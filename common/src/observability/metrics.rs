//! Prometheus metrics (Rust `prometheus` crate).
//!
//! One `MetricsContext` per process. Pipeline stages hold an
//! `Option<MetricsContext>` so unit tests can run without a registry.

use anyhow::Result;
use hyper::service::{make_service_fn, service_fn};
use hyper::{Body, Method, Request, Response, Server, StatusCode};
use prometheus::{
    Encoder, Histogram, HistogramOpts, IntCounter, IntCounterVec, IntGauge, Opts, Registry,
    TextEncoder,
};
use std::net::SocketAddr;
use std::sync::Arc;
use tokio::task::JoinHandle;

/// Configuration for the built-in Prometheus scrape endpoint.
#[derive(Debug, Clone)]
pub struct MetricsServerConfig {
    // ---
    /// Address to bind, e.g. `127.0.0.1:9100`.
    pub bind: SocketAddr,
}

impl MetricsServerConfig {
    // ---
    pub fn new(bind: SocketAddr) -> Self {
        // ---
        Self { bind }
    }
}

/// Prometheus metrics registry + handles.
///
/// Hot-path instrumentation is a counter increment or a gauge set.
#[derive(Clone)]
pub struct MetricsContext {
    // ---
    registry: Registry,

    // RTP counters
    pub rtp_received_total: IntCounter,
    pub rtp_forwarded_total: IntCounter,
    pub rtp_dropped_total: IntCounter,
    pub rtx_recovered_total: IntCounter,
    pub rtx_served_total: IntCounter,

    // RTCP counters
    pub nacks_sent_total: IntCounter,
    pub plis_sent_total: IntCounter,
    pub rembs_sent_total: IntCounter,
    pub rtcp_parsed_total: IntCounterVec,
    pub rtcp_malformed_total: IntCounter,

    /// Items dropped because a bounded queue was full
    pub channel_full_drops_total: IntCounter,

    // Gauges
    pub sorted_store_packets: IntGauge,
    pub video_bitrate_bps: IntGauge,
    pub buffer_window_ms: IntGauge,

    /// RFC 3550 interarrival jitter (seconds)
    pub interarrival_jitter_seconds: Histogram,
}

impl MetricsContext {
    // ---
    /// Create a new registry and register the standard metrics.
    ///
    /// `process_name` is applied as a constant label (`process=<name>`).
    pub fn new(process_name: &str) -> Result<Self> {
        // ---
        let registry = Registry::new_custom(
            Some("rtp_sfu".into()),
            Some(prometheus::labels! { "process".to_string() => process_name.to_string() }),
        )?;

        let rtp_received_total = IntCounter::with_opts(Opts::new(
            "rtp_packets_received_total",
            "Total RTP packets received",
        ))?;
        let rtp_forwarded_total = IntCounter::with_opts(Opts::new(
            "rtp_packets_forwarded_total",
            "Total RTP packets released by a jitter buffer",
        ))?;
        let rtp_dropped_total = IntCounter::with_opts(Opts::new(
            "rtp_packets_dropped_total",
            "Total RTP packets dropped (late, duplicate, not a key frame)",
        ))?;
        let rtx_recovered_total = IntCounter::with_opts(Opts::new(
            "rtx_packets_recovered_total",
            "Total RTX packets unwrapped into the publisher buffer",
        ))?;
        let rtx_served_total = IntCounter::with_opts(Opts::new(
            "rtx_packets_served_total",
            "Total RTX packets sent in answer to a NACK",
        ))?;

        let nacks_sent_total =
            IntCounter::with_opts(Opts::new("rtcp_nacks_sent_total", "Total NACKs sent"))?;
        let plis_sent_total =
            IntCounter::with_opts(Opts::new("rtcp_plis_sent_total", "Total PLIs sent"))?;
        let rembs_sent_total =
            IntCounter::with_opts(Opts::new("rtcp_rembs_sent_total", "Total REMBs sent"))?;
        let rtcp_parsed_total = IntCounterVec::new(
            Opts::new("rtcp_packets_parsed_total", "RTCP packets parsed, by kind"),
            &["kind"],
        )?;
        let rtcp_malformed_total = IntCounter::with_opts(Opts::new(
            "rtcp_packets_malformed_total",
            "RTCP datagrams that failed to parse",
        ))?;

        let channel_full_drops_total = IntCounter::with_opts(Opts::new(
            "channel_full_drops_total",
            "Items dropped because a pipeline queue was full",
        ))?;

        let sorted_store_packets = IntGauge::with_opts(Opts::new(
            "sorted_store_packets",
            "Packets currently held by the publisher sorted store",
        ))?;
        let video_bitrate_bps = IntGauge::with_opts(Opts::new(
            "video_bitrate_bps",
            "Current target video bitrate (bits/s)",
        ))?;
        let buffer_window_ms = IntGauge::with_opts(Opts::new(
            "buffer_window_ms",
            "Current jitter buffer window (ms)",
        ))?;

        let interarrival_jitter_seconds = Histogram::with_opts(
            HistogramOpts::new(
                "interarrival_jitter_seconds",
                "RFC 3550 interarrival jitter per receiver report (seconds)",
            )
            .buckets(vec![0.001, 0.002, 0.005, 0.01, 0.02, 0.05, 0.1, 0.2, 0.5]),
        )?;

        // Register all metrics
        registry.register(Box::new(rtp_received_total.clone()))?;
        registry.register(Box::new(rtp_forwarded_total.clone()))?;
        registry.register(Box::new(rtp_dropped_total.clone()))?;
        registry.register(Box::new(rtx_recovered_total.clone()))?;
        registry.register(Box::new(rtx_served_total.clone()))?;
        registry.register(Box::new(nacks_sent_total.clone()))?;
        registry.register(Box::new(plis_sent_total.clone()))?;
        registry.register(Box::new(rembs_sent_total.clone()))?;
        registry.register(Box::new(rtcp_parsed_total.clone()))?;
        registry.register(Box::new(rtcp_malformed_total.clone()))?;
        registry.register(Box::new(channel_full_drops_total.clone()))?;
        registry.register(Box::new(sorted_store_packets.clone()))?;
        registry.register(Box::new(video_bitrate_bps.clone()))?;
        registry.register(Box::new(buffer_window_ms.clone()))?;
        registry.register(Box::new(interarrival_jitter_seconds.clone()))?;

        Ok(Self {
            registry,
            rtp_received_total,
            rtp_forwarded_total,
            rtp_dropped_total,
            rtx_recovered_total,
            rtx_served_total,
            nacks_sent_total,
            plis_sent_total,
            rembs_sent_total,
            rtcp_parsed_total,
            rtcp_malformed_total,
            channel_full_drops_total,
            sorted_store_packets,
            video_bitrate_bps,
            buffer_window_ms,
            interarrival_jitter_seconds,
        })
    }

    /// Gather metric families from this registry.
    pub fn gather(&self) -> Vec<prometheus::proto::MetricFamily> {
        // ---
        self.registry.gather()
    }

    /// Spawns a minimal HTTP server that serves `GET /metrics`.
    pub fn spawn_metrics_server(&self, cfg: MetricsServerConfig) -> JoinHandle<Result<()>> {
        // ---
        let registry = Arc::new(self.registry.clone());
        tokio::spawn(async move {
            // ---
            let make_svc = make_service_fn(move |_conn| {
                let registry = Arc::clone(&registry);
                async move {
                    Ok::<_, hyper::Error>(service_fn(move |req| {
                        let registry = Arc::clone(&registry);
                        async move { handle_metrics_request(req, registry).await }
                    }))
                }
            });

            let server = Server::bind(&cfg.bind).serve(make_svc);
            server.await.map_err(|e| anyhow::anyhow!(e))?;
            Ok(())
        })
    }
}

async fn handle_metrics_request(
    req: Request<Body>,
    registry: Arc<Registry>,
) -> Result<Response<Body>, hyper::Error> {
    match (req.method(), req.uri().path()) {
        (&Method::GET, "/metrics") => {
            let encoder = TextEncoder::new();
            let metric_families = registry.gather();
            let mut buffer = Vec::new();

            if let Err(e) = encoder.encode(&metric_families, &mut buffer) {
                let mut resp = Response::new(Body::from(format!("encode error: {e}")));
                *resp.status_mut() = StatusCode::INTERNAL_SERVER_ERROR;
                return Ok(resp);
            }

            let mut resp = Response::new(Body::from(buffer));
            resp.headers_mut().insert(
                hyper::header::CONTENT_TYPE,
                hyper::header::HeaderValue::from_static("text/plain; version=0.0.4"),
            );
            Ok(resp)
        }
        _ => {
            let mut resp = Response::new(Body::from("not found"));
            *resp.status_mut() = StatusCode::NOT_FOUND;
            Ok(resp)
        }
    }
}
=-=-=-=-=
Take the lines from the start of the records through the line holding "use anyhow::Result;", both included, and please print them exactly, with nothing else.

filename common/src/observability/metrics.rs
//! Prometheus metrics (Rust `prometheus` crate).
//!
//! One `MetricsContext` per process. Pipeline stages hold an
//! `Option<MetricsContext>` so unit tests can run without a registry.

use anyhow::Result;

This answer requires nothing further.